Per fare giustizia, nel sud degli Stati Uniti, non ci servono santi ma peccatori. Ecco S.A. Cosby: lo amerete

Il Sud degli Stati Uniti ha ormai ufficialmente il suo Michael Connelly. E non solo perché nell’edizione italiana è proprio dell’autore della saga di Bosch (oltre che di Stephen King, quindi qui c'è gente che ne sa) uno dei claim di accompagnamento, ma perché S.A. Cosby omaggia, segue Connelly quando al suo detective fa dire che tutti contiamo o non conta nessuno.
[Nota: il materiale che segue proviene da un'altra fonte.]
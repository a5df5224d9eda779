//! Handlers of the inbound chain: datagram in, message dispatched.

use crate::core::packet::{Packet, RawPacket, FLAG_CHALLENGE, FLAG_HANDSHAKE, FLAG_ORDINARY};
use crate::error::{constants, DiscoveryError};
use crate::pipeline::{Envelope, EnvelopeHandler, PipelineContext};
use crate::protocol::dispatcher::Dispatch;
use crate::protocol::session::{OrdinaryOutcome, SessionKey};
use std::sync::Arc;
use tracing::{debug, trace};

/// Take the envelope's packet if it has the given kind and the envelope is healthy.
fn take_packet(envelope: &mut Envelope, flag: u8) -> Option<Packet> {
    if envelope.is_bad() || envelope.session.is_none() {
        return None;
    }
    match &envelope.packet {
        Some(packet) if packet.auth_data().flag() == flag => envelope.packet.take(),
        _ => None,
    }
}

/// Splits the datagram into masking IV and masked remainder.
pub struct IncomingDataPacker {
    context: Arc<PipelineContext>,
}

impl IncomingDataPacker {
    pub fn new(context: Arc<PipelineContext>) -> Self {
        Self { context }
    }
}

impl EnvelopeHandler for IncomingDataPacker {
    fn name(&self) -> &'static str {
        "IncomingDataPacker"
    }

    fn handle(&self, envelope: &mut Envelope) {
        if envelope.raw_packet.is_some() || envelope.is_bad() {
            return;
        }
        let Some(bytes) = envelope.incoming.clone() else {
            return;
        };
        self.context.metrics.packet_received(bytes.len() as u64);
        match RawPacket::decode(bytes) {
            Ok(raw) => envelope.raw_packet = Some(raw),
            Err(e) => envelope.mark_bad_packet(e),
        }
    }
}

/// Unmasks the header with the local masking key and parses it.
pub struct PacketDemasker {
    context: Arc<PipelineContext>,
}

impl PacketDemasker {
    pub fn new(context: Arc<PipelineContext>) -> Self {
        Self { context }
    }
}

impl EnvelopeHandler for PacketDemasker {
    fn name(&self) -> &'static str {
        "PacketDemasker"
    }

    fn handle(&self, envelope: &mut Envelope) {
        if envelope.is_bad() {
            return;
        }
        let Some(raw) = envelope.raw_packet.take() else {
            return;
        };
        match raw.demask(self.context.local.id()) {
            Ok(packet) => {
                trace!(flag = packet.auth_data().flag(), "Packet demasked");
                envelope.packet = Some(packet);
            }
            Err(e) => envelope.mark_bad_packet(e),
        }
    }
}

/// A challenge names no sender; find the session through the nonce it echoes.
pub struct ChallengeSessionResolver {
    context: Arc<PipelineContext>,
}

impl ChallengeSessionResolver {
    pub fn new(context: Arc<PipelineContext>) -> Self {
        Self { context }
    }
}

impl EnvelopeHandler for ChallengeSessionResolver {
    fn name(&self) -> &'static str {
        "ChallengeSessionResolver"
    }

    fn handle(&self, envelope: &mut Envelope) {
        if envelope.is_bad() || envelope.session.is_some() {
            return;
        }
        let Some(packet) = &envelope.packet else {
            return;
        };
        if packet.auth_data().flag() != FLAG_CHALLENGE {
            return;
        }

        let session = self
            .context
            .registry
            .session_for_nonce(packet.nonce())
            .filter(|key| Some(key.addr) == envelope.remote)
            .and_then(|key| self.context.registry.get(&key));
        match session {
            Some(session) => envelope.session = Some(session),
            None => envelope.mark_bad_packet(DiscoveryError::UnexpectedMessage(
                constants::ERR_UNMATCHED_CHALLENGE.into(),
            )),
        }
    }
}

/// Ordinary and handshake packets name their sender in the auth-data.
pub struct SenderResolver;

impl EnvelopeHandler for SenderResolver {
    fn name(&self) -> &'static str {
        "SenderResolver"
    }

    fn handle(&self, envelope: &mut Envelope) {
        if envelope.is_bad() || envelope.session.is_some() {
            return;
        }
        let (Some(packet), Some(remote)) = (&envelope.packet, envelope.remote) else {
            return;
        };
        if let Some(src_id) = packet.auth_data().src_id() {
            envelope.session_lookup = Some(SessionKey::new(*src_id, remote));
        }
    }
}

/// Answers a challenge with a handshake carrying the request it challenged.
pub struct ChallengePacketHandler {
    context: Arc<PipelineContext>,
}

impl ChallengePacketHandler {
    pub fn new(context: Arc<PipelineContext>) -> Self {
        Self { context }
    }
}

impl EnvelopeHandler for ChallengePacketHandler {
    fn name(&self) -> &'static str {
        "ChallengePacketHandler"
    }

    fn handle(&self, envelope: &mut Envelope) {
        let Some(packet) = take_packet(envelope, FLAG_CHALLENGE) else {
            return;
        };
        let Some(session) = envelope.session.clone() else {
            return;
        };

        let reply = session.lock().on_challenge(&packet, &self.context.local);
        match reply {
            Ok(reply) => {
                let key = *session.key();
                self.context.registry.forget_nonce(packet.nonce());
                self.context.registry.index_nonce(*reply.packet.nonce(), key);
                debug!(session = %key, request_id = %reply.request_id, "Answering challenge");
                // a full queue already failed the push; the request times out
                let _ = self.context.outbound.push(Envelope::packet(session, reply.packet));
            }
            Err(e) => {
                if matches!(e, DiscoveryError::HandshakeVerification(_)) {
                    self.context.metrics.handshake_failed();
                }
                envelope.mark_bad_packet(e);
            }
        }
    }
}

/// Completes a handshake answering our challenge and installs the peer's record.
pub struct HandshakePacketHandler {
    context: Arc<PipelineContext>,
}

impl HandshakePacketHandler {
    pub fn new(context: Arc<PipelineContext>) -> Self {
        Self { context }
    }
}

impl EnvelopeHandler for HandshakePacketHandler {
    fn name(&self) -> &'static str {
        "HandshakePacketHandler"
    }

    fn handle(&self, envelope: &mut Envelope) {
        let Some(packet) = take_packet(envelope, FLAG_HANDSHAKE) else {
            return;
        };
        let Some(session) = &envelope.session else {
            return;
        };

        let known = self.context.table.lookup(&session.key().node_id);
        let outcome = session.lock().on_handshake(
            &packet,
            &self.context.local,
            self.context.verifier.as_ref(),
            known,
        );
        match outcome {
            Ok(outcome) => {
                self.context.metrics.handshake_success();
                if let Some(record) = outcome.record {
                    self.context.table.insert(record);
                }
                match outcome.message {
                    Ok(message) => envelope.message = Some(message),
                    Err(e) => envelope.mark_bad_message(e),
                }
            }
            Err(e) => {
                self.context.metrics.handshake_failed();
                envelope.mark_bad_packet(e);
            }
        }
    }
}

/// Decrypts ordinary packets, challenging the sender when there are no usable keys.
pub struct OrdinaryPacketHandler {
    context: Arc<PipelineContext>,
}

impl OrdinaryPacketHandler {
    pub fn new(context: Arc<PipelineContext>) -> Self {
        Self { context }
    }
}

impl EnvelopeHandler for OrdinaryPacketHandler {
    fn name(&self) -> &'static str {
        "OrdinaryPacketHandler"
    }

    fn handle(&self, envelope: &mut Envelope) {
        let Some(packet) = take_packet(envelope, FLAG_ORDINARY) else {
            return;
        };
        let Some(session) = envelope.session.clone() else {
            return;
        };
        let outcome = session
            .lock()
            .on_ordinary(&packet, self.context.config.max_decrypt_failures);
        match outcome {
            OrdinaryOutcome::Message(message) => envelope.message = Some(message),
            OrdinaryOutcome::Challenge(challenge) => {
                self.context.metrics.challenge_sent();
                let _ = self.context.outbound.push(Envelope::packet(session, challenge));
            }
            OrdinaryOutcome::Dropped(DiscoveryError::DecryptionFailure) => {
                self.context.metrics.decrypt_failure();
                envelope.mark_bad_packet(DiscoveryError::DecryptionFailure);
            }
            OrdinaryOutcome::Dropped(e) => envelope.mark_bad_message(e),
        }
    }
}

/// Dispatches a decrypted message: requests are answered, responses complete tasks.
pub struct MessageHandler {
    context: Arc<PipelineContext>,
}

impl MessageHandler {
    pub fn new(context: Arc<PipelineContext>) -> Self {
        Self { context }
    }
}

impl EnvelopeHandler for MessageHandler {
    fn name(&self) -> &'static str {
        "MessageHandler"
    }

    fn handle(&self, envelope: &mut Envelope) {
        if envelope.is_bad() {
            return;
        }
        let (Some(session), Some(remote)) = (envelope.session.clone(), envelope.remote) else {
            return;
        };
        let Some(message) = envelope.message.take() else {
            return;
        };

        let dispatched = {
            let mut guard = session.lock();
            self.context.dispatcher.dispatch(message, &mut guard, remote)
        };
        match dispatched {
            Ok(Dispatch::Reply(replies)) => {
                for reply in replies {
                    let _ = self.context.outbound.push(Envelope::reply(session.clone(), reply));
                }
            }
            Ok(Dispatch::Completed(request, result)) => {
                self.context
                    .finish_request(session.key(), &request.request_id, request.nonce.as_ref());
                trace!(request_id = %request.request_id, "Request completed");
                request.completion.resolve(Ok(result));
            }
            Ok(Dispatch::Pending) => {}
            Err(e) => envelope.mark_bad_message(e),
        }
    }
}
E lì, nei luoghi dove le tensioni razziali non sono mai finite, è una dannata verità che suona come una bestemmia ad alcuni. e la letteratura crime ha un bisogno disperato di parole forti, di storie intense, di gente che non ha paura di sporcarsi le mani.

Siamo nella contea di Charon in Virginia. Titus Crown, ex agente dell’FBI, è il primo sceriffo nero della contea dove ha sempre vissuto. E a un anno esatto dalla nomina, in quella che tutti considerano una cittadina tranquilla, l’antica violenza riemerge: un insegnante di liceo viene ucciso con un colpo di fucile da un ex studente, Latrell Macdonald, subito abbattuto da un agente sui gradini della scuola. Prima di morire, il giovane ha il tempo di urlare un’ultima frase: «Guardategli nel telefono».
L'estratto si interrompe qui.